Ninfa Santos me pidió varias veces que le escribiera, que le mandara mis libros; me aseguraba que le iba a dar gusto. No lo hice por falta de ganas sino porque lo juzgue a destiempo. De todas maneras, aunque usted no me conociera o me reconociera, ya la había leído. Y fui una lectora dócil y exigente al mismo tiempo, dispuesta a entrar en su mundo, a ver en sus palabras esas formas luminosas que usted hizo aparecer y desaparecer en la magnificencia de los fuegos de artificio de su literatura, intrigada por los cambios en su prosa, en su temática, en su tono, interesada en su manera de recrear la infancia, el mundo de los adultos, el del mexicano en el extranjero y el de los indígenas; he oído, Elena, los sonidos de sus palabras que son, por supuesto, de las más poderosas de nuestra literatura.

Pero perdone el público: no vine a hablar de mí, ni pretendo explicarle a usted su propio trabajo; ni siquiera pienso quitarle el smog a la ciudad para que descubra cómo se ha transformado.

Vine a saludarla, a recordarle buenos tiempos, a decirle que mi generación la leyó con cuidado, que usted ha acompañado a los escritores jóvenes desde la Antología de la literatura fantástica de Reyes y Un hogar sólido hasta Y Matarazo no llamó. Vine a asegurarle que la hemos recuperado en su actividad a lo largo del tiempo por su cercanía a Reyes, a Juan de la Cabada y a un sinnúmero de intelectuales mexicanos, españoles y latinoamericanos, y por sus libros. Vine también, Elena, a invitarla a que conozca a los escritores mexicanos de mi generación (nosotros no fuimos parricidas; pero tampoco, aduladores) y a que conozca a los que nos siguen. Pocos escritores de la generación de usted y de las que vinieron después miran hacía abajo curiosos, con humildad, con sencillez: -a Carlos Fuentes no lo conocemos y Octavio Paz siempre que reencuentra a la mayoría de nosotros saluda: “Octavio Paz, mucho gusto”-.

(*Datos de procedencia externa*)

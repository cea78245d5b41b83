use thiserror::Error;

/// Unified error type for release-stamp operations
#[derive(Error, Debug)]
pub enum ReleaseStampError {
    #[error("Git operation failed: {0}")]
    Git(#[from] git2::Error),

    #[error("Configuration error: {0}")]
    Config(String),

    #[error("Artifact error: {0}")]
    Artifact(String),

    #[error("No version tags found: {0}")]
    NoVersionTags(String),

    #[error("Ambiguous latest version {version}: tags {tags:?} share the same precedence")]
    AmbiguousVersion { version: String, tags: Vec<String> },

    #[error("HEAD error: {0}")]
    Head(String),

    #[error("I/O error: {0}")]
    Io(#[from] std::io::Error),
}

/// Convenience type alias for Results in release-stamp
pub type Result<T> = std::result::Result<T, ReleaseStampError>;

impl ReleaseStampError {
    /// Create a configuration error with context
    pub fn config(msg: impl Into<String>) -> Self {
        ReleaseStampError::Config(msg.into())
    }

    /// Create an artifact error with context
    pub fn artifact(msg: impl Into<String>) -> Self {
        ReleaseStampError::Artifact(msg.into())
    }

    /// Create a HEAD error with context
    pub fn head(msg: impl Into<String>) -> Self {
        ReleaseStampError::Head(msg.into())
    }
}

#[cfg(test)]
mod tests {
    use super::*;

    #[test]
    fn test_error_display() {
        let err = ReleaseStampError::config("test config issue");
        assert_eq!(err.to_string(), "Configuration error: test config issue");
    }

    #[test]
    fn test_error_from_io() {
        let io_err = std::io::Error::new(std::io::ErrorKind::NotFound, "file not found");
        let err: ReleaseStampError = io_err.into();
        assert!(err.to_string().contains("I/O error"));
    }

    #[test]
    fn test_error_from_git() {
        let git_err = git2::Error::from_str("could not find repository");
        let err: ReleaseStampError = git_err.into();
        assert!(err.to_string().starts_with("Git operation failed"));
    }

    #[test]
    fn test_ambiguous_version_lists_tags() {
        let err = ReleaseStampError::AmbiguousVersion {
            version: "1.0.0".to_string(),
            tags: vec!["v1.0.0+a".to_string(), "v1.0.0+b".to_string()],
        };
        let msg = err.to_string();
        assert!(msg.contains("1.0.0"));
        assert!(msg.contains("v1.0.0+a"));
        assert!(msg.contains("v1.0.0+b"));
    }

    #[test]
    fn test_error_messages_are_descriptive() {
        let error_pairs = vec![
            (ReleaseStampError::config("x"), "Configuration error"),
            (ReleaseStampError::artifact("x"), "Artifact error"),
            (ReleaseStampError::head("x"), "HEAD error"),
            (
                ReleaseStampError::NoVersionTags("x".to_string()),
                "No version tags found",
            ),
        ];

        for (err, expected_prefix) in error_pairs {
            let msg = err.to_string();
            assert!(
                msg.starts_with(expected_prefix),
                "Error message should start with '{}', but got '{}'",
                expected_prefix,
                msg
            );
        }
    }
}
//! Command-line workflows

pub mod orchestration;

pub use orchestration::{run_stamp_workflow, run_verify_workflow, StampResult, StampWorkflowArgs};
/// Branch names that count as the project's main line
pub const MAIN_BRANCHES: [&str; 3] = ["master", "main", "trunk"];

/// Branch prefixes that denote an officially released line of history
pub const RELEASE_BRANCHES: [&str; 5] = ["master", "main", "trunk", "release", "hotfix"];

/// Represents the checked-out branch with its classification
#[derive(Debug, Clone, PartialEq, Eq)]
pub struct BranchContext {
    pub name: String,
    pub is_main: bool,
}

impl BranchContext {
    /// Create a new branch context from a short branch name
    pub fn new(name: impl Into<String>) -> Self {
        let name_str = name.into();
        let is_main = MAIN_BRANCHES.contains(&name_str.as_str());

        BranchContext {
            name: name_str,
            is_main,
        }
    }

    /// First `/`-separated segment of the branch name (`release` for `release/1.2`)
    pub fn family(&self) -> &str {
        self.name.split('/').next().unwrap_or_default()
    }

    /// Check if the branch belongs to the release family
    /// (master, main, trunk, release/*, hotfix/*)
    pub fn is_release_branch(&self) -> bool {
        RELEASE_BRANCHES.contains(&self.family())
    }
}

Quiero que sepa, Elena, que la literatura que se está haciendo en su país, es un espejo de nuestra múltiple realidad; los escritores mexicanos de hoy enfrentan la crisis económica y política mundial, escribiendo con calidad. Deseo que los observe, que sea generosa y desprendida con ellos, como lo fue con una adolecente boba, que se interese en su trabajo y encuentre cómo recrean los jóvenes el México y la historia que les ha tocado vivir: obsesionados por dar con la palabra exacta y la técnica personal, por estar al día en la literatura de otros países, por dar nuevas estructuras dramáticas. La invito a que con orgullo se dé cuenta cómo siempre que hay una ruptura de generaciones, surge la voluntad de cambiar la literatura –lo cual, como le digo, no significa necesariamente parricidio-, de darle nuevos cauces. De alguno de los escritores de hoy saldrá el escritor mexicano, la escritora mexicana que nos represente con dignidad en el futuro. La reto, Elena, a que los lea, porque sólo ellos le dirán lo que es su país después de veinte años de ausencia.

Un abrazo cálido.

SM

*Texto publicado en el suplemento La Cultura en México el 25 de diciembre de 1991. Número 2009.